[Collected data entries]
※

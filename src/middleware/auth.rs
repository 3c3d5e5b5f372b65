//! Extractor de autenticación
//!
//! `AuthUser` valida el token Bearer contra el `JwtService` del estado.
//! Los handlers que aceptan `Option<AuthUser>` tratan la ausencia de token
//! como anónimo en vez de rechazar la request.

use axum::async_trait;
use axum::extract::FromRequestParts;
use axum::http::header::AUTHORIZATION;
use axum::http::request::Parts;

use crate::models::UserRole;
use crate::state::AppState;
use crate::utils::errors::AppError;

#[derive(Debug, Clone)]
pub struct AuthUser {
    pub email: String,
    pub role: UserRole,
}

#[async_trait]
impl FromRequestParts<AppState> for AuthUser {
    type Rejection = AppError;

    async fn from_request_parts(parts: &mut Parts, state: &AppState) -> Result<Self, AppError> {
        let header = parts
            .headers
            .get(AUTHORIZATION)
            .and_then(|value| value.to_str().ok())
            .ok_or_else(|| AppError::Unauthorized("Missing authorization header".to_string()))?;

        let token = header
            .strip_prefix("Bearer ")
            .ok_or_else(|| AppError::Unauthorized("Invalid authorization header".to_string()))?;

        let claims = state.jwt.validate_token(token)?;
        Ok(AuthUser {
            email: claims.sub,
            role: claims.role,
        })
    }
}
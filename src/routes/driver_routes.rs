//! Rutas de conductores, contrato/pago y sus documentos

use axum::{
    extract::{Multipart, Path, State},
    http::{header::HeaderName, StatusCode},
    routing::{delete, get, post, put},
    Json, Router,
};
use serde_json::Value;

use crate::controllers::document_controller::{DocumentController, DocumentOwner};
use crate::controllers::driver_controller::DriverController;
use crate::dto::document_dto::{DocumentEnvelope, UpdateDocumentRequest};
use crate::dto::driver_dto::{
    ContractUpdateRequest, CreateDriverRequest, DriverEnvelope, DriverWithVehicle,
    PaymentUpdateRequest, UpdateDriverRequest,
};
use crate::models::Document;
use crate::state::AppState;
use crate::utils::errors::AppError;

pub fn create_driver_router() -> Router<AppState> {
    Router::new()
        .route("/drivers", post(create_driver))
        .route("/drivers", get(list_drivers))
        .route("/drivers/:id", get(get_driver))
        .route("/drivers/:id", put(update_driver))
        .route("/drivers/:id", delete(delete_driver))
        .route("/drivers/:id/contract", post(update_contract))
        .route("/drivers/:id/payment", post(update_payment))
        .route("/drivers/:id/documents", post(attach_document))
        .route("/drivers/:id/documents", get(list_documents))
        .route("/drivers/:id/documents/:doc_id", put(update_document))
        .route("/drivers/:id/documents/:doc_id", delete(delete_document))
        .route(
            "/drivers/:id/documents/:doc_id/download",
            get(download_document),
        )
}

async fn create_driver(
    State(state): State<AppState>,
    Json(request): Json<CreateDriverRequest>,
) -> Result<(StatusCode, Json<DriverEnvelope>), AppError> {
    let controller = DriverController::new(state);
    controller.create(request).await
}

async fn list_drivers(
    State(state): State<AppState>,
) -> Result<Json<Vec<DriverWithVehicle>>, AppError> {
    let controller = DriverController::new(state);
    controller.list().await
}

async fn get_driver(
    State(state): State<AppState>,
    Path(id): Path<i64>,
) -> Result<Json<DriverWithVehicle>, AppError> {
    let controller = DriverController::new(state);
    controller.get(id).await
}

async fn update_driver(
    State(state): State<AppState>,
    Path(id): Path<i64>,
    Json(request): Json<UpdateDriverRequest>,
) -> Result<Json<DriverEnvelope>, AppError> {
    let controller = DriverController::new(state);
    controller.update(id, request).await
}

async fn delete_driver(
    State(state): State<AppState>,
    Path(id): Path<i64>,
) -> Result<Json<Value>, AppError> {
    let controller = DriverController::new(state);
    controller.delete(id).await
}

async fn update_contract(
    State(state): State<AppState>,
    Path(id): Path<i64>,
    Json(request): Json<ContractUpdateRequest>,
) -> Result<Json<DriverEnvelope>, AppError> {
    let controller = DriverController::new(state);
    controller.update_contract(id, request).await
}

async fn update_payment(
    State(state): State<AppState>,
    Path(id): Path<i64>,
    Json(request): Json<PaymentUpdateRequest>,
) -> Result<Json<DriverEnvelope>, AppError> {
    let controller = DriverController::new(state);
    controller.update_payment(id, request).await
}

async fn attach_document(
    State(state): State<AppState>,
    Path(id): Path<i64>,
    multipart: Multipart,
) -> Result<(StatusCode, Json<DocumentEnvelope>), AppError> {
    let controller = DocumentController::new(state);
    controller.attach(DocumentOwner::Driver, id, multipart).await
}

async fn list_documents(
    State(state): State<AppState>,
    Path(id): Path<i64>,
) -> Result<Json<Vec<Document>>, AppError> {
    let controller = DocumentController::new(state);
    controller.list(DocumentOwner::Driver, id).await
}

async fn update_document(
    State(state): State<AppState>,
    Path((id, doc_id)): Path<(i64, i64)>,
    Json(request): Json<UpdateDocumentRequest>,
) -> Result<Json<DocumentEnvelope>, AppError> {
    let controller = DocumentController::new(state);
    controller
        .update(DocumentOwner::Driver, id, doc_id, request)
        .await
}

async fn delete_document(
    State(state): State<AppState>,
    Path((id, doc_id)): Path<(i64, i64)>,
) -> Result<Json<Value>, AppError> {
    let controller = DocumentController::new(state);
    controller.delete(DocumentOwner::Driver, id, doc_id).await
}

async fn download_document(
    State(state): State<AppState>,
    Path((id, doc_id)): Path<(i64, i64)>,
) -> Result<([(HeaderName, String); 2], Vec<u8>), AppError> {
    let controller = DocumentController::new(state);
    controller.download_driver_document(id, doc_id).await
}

※

→ Exercise details:
For the word "DriverWithVehicle", count the lines of the data that contain it and report only the total.

→ Output for this task:
3